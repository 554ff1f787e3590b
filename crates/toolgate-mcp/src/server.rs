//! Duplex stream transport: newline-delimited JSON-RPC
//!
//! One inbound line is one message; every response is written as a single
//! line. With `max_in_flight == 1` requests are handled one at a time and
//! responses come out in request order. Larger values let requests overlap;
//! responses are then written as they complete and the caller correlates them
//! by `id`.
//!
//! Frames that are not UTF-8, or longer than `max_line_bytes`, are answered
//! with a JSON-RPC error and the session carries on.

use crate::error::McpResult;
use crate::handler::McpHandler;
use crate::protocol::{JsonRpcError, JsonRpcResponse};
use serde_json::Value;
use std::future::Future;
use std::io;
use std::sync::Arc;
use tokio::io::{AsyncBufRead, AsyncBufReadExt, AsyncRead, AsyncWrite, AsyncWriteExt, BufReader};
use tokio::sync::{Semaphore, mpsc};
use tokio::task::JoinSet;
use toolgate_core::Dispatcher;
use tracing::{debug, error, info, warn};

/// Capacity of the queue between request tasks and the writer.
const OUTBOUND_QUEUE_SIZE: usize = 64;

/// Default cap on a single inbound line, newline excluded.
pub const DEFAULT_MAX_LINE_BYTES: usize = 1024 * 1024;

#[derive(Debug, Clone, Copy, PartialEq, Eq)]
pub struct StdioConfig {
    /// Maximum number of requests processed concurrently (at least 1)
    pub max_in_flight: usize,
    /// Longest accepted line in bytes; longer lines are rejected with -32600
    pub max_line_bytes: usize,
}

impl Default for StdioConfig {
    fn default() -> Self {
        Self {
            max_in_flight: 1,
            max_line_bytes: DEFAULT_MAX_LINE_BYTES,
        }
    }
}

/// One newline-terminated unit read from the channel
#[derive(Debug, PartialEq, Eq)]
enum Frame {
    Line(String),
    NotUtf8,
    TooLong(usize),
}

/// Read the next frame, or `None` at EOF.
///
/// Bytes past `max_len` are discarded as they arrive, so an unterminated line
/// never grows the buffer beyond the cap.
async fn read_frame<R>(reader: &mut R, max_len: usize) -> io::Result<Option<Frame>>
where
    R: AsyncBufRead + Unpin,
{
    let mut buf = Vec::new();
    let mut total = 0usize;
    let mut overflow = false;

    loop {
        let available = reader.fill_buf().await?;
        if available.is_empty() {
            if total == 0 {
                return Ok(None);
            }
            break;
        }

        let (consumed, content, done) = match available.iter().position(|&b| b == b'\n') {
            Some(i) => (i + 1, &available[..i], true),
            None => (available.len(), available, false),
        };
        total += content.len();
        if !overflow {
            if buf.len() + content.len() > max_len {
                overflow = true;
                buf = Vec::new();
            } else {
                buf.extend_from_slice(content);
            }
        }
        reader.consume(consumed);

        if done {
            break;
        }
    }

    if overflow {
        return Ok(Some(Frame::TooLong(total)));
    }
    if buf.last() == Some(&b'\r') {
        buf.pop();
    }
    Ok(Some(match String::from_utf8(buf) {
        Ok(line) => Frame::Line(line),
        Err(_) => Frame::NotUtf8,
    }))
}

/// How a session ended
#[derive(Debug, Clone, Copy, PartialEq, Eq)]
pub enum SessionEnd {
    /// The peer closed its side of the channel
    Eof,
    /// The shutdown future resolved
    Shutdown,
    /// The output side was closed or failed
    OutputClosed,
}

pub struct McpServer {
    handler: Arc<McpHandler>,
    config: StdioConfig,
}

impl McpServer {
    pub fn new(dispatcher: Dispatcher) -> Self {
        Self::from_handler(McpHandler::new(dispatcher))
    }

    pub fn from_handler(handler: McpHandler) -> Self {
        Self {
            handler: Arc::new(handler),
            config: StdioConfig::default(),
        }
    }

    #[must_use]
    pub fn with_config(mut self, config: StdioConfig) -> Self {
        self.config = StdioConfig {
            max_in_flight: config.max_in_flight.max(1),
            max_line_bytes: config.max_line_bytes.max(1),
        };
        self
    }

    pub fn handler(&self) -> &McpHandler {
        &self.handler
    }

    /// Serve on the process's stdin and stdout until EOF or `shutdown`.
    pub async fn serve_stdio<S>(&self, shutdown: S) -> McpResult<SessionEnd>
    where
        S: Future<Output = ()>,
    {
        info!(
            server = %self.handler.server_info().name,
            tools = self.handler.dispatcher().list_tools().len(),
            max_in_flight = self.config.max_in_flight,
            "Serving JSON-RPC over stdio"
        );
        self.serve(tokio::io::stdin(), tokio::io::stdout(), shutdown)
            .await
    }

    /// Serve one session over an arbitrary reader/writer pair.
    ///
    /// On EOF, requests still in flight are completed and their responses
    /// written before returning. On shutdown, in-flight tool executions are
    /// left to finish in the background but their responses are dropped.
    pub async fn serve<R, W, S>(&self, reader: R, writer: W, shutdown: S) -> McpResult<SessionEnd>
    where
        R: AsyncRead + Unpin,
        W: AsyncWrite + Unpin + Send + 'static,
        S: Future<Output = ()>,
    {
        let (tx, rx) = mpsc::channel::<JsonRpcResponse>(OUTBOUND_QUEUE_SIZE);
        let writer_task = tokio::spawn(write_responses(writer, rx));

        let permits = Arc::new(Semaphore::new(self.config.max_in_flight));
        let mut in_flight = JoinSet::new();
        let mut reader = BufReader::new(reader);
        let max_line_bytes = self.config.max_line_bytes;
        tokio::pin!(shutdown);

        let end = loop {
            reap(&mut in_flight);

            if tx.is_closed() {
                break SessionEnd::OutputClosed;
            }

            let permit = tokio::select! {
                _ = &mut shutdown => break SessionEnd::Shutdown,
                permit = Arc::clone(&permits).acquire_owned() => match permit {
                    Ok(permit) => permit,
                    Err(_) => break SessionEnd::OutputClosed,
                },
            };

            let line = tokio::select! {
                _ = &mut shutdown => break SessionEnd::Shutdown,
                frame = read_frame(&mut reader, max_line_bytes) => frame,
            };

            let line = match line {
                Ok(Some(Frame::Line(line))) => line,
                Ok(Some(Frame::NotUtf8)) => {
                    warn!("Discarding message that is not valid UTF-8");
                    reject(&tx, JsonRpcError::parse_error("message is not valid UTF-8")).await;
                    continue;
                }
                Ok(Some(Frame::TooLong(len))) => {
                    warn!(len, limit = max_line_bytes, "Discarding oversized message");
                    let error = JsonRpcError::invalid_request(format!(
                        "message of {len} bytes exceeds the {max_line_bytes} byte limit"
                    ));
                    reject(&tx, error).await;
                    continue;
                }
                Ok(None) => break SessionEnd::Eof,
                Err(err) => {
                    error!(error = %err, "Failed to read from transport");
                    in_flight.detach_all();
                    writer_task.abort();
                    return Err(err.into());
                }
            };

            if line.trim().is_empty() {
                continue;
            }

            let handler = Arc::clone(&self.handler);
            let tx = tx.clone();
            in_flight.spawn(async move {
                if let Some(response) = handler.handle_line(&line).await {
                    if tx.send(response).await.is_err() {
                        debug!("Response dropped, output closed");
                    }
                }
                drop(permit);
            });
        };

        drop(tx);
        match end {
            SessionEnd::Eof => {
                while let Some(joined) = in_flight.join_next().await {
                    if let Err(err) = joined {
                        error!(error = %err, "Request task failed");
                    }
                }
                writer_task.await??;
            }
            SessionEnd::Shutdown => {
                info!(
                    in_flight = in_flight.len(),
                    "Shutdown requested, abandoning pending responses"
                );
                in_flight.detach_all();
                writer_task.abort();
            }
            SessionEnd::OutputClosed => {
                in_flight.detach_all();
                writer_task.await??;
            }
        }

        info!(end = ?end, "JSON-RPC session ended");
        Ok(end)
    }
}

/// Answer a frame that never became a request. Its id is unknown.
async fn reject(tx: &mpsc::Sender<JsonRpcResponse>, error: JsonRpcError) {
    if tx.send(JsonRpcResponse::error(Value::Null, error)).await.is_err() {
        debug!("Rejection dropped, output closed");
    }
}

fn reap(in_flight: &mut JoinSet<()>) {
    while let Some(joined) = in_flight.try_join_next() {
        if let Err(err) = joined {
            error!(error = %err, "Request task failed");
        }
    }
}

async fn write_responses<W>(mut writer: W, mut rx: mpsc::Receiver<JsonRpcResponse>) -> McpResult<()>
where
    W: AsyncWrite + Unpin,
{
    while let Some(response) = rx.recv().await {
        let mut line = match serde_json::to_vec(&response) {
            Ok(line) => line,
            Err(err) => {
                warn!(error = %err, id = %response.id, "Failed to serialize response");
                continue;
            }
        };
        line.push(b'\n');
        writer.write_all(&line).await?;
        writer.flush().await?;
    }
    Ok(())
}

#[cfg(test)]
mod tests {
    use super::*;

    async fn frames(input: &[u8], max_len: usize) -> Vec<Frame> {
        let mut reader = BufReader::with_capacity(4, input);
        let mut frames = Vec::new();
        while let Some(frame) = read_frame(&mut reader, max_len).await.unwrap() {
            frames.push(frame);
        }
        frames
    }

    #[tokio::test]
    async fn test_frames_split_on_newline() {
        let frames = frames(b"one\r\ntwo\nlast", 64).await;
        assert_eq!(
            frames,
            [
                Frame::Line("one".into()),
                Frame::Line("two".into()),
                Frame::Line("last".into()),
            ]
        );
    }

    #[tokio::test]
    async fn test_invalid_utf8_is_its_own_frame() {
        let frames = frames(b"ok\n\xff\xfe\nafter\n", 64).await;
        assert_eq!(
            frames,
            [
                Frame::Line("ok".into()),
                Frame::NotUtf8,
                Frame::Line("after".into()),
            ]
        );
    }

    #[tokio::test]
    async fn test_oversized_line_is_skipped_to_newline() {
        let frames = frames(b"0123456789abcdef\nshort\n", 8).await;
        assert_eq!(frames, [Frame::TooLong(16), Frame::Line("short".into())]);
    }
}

Exercise brief:
Filter the records above, keeping each line that contains the word "McpResult".

Answer to this task:
use crate::error::McpResult;
    pub async fn serve_stdio<S>(&self, shutdown: S) -> McpResult<SessionEnd>
    pub async fn serve<R, W, S>(&self, reader: R, writer: W, shutdown: S) -> McpResult<SessionEnd>
async fn write_responses<W>(mut writer: W, mut rx: mpsc::Receiver<JsonRpcResponse>) -> McpResult<()>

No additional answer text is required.